#### WHAT IS EXPECTED:
Keep to one stretch of the data below, the lines from the one with "filename packages/web/src/views/home.rs" up to and including the one with "and automation built", and return that stretch exactly.

[Items from a dataset]
>>>>

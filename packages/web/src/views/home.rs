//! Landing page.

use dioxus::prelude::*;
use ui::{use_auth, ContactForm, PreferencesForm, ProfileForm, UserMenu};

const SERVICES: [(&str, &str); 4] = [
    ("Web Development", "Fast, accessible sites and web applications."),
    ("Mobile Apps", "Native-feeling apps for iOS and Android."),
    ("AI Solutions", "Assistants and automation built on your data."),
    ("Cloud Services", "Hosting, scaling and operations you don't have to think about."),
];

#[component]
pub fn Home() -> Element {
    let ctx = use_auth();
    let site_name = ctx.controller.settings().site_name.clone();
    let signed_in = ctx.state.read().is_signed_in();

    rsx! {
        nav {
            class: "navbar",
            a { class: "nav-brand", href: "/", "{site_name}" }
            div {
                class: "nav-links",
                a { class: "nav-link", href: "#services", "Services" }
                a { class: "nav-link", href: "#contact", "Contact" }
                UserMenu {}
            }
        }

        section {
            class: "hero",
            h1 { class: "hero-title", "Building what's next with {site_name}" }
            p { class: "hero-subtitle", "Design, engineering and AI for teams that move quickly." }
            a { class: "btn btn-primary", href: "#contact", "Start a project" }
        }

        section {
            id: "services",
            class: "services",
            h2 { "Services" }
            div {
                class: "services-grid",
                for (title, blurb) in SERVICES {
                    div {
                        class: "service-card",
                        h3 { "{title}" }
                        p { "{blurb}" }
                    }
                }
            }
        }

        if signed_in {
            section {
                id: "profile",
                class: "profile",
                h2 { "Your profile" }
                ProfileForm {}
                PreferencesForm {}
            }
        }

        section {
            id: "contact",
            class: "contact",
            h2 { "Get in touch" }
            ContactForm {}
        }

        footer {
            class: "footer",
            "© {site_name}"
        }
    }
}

<<<<
>>>>

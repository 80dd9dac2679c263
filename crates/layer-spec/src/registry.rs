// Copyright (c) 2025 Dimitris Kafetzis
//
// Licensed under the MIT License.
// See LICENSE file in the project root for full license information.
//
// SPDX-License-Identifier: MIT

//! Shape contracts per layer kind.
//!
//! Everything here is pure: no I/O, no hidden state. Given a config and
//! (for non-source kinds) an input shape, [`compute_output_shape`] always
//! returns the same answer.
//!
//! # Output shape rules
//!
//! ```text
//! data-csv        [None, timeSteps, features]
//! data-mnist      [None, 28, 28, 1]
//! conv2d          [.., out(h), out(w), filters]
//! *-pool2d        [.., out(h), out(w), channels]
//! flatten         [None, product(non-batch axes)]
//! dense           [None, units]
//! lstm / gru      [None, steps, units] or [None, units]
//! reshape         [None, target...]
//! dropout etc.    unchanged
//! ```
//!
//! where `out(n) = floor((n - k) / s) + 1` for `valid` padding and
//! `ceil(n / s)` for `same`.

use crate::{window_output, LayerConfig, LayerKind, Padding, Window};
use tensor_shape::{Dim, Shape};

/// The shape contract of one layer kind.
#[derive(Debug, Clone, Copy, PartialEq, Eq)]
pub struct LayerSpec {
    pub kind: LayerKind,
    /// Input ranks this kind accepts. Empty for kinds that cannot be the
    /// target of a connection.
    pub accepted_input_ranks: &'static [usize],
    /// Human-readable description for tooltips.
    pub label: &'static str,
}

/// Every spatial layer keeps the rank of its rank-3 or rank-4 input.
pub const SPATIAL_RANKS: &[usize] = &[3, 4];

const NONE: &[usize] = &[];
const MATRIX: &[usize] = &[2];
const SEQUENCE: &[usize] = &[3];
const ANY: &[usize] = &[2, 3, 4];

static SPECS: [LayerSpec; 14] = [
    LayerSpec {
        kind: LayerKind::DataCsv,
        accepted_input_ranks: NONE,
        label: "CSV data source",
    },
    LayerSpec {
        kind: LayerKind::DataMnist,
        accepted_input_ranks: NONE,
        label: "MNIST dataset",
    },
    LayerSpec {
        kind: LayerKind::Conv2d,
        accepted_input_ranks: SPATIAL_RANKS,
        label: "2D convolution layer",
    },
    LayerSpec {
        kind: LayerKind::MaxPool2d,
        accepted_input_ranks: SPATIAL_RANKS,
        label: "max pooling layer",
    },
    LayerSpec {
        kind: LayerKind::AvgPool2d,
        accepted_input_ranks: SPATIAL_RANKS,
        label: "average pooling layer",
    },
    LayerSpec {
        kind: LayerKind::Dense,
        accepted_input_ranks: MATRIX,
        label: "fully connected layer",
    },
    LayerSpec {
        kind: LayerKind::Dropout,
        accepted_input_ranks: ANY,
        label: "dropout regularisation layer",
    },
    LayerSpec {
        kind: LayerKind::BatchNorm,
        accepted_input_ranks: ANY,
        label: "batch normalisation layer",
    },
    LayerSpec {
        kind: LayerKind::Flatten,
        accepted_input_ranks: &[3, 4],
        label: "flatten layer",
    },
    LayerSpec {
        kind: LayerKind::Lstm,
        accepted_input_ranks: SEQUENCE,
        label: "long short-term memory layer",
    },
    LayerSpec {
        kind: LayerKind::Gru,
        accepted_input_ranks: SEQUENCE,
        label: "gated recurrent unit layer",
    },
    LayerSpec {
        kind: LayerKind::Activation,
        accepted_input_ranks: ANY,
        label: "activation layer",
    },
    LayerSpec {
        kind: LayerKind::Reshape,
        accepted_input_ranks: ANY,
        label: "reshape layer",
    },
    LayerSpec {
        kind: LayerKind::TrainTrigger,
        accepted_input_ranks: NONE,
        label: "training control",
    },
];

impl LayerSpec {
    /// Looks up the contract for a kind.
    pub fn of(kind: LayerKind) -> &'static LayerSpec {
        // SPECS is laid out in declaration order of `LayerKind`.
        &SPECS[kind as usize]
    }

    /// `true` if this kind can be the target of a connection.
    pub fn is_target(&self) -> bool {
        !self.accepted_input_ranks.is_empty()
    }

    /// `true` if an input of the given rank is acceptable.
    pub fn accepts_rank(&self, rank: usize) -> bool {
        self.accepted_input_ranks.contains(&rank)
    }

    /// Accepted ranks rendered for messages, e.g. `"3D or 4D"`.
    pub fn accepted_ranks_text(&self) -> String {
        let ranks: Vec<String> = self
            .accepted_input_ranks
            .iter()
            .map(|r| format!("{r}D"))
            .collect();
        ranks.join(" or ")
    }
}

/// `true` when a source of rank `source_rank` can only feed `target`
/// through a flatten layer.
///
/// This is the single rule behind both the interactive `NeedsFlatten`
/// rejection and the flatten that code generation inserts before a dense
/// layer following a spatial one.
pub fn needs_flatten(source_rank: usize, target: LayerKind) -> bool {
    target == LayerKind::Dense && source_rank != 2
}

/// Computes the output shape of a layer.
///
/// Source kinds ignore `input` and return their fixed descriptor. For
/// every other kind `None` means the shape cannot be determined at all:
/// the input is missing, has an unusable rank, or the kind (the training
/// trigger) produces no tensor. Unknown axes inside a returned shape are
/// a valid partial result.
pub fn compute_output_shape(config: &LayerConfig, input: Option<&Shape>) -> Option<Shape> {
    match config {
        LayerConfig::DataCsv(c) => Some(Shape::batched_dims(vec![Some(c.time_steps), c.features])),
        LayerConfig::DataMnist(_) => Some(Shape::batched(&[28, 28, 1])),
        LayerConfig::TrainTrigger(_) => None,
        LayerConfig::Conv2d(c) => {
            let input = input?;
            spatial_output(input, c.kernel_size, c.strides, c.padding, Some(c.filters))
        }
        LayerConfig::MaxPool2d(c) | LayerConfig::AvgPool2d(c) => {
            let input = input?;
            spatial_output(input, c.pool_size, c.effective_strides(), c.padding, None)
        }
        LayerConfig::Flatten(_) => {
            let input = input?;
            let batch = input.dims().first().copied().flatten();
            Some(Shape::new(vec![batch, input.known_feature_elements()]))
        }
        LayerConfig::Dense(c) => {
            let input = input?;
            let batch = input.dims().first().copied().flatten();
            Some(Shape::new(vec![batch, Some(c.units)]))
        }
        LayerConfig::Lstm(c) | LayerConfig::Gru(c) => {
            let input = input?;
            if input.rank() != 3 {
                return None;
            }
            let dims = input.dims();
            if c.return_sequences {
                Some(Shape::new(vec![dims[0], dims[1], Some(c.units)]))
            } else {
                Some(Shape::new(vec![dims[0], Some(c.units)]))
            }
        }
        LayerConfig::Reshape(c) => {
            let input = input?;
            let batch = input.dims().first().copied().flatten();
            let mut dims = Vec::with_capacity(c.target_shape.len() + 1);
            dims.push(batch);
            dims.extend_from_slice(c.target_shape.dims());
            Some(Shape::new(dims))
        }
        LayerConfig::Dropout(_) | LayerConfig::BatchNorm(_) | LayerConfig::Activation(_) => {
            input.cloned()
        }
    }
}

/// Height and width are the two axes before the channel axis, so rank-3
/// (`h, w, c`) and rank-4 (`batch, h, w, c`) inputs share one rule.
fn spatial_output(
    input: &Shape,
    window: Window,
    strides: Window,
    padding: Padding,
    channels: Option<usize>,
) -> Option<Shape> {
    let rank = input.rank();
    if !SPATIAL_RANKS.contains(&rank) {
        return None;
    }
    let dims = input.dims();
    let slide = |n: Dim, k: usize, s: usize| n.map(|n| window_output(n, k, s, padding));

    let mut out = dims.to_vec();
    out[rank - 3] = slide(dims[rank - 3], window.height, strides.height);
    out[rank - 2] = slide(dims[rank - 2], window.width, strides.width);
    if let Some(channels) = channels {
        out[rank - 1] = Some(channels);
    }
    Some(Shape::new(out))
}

<<<<

#### OUTPUT FOR THIS EXERCISE:
filename packages/web/src/views/home.rs
//! Landing page.

use dioxus::prelude::*;
use ui::{use_auth, ContactForm, PreferencesForm, ProfileForm, UserMenu};

const SERVICES: [(&str, &str); 4] = [
    ("Web Development", "Fast, accessible sites and web applications."),
    ("Mobile Apps", "Native-feeling apps for iOS and Android."),
    ("AI Solutions", "Assistants and automation built on your data."),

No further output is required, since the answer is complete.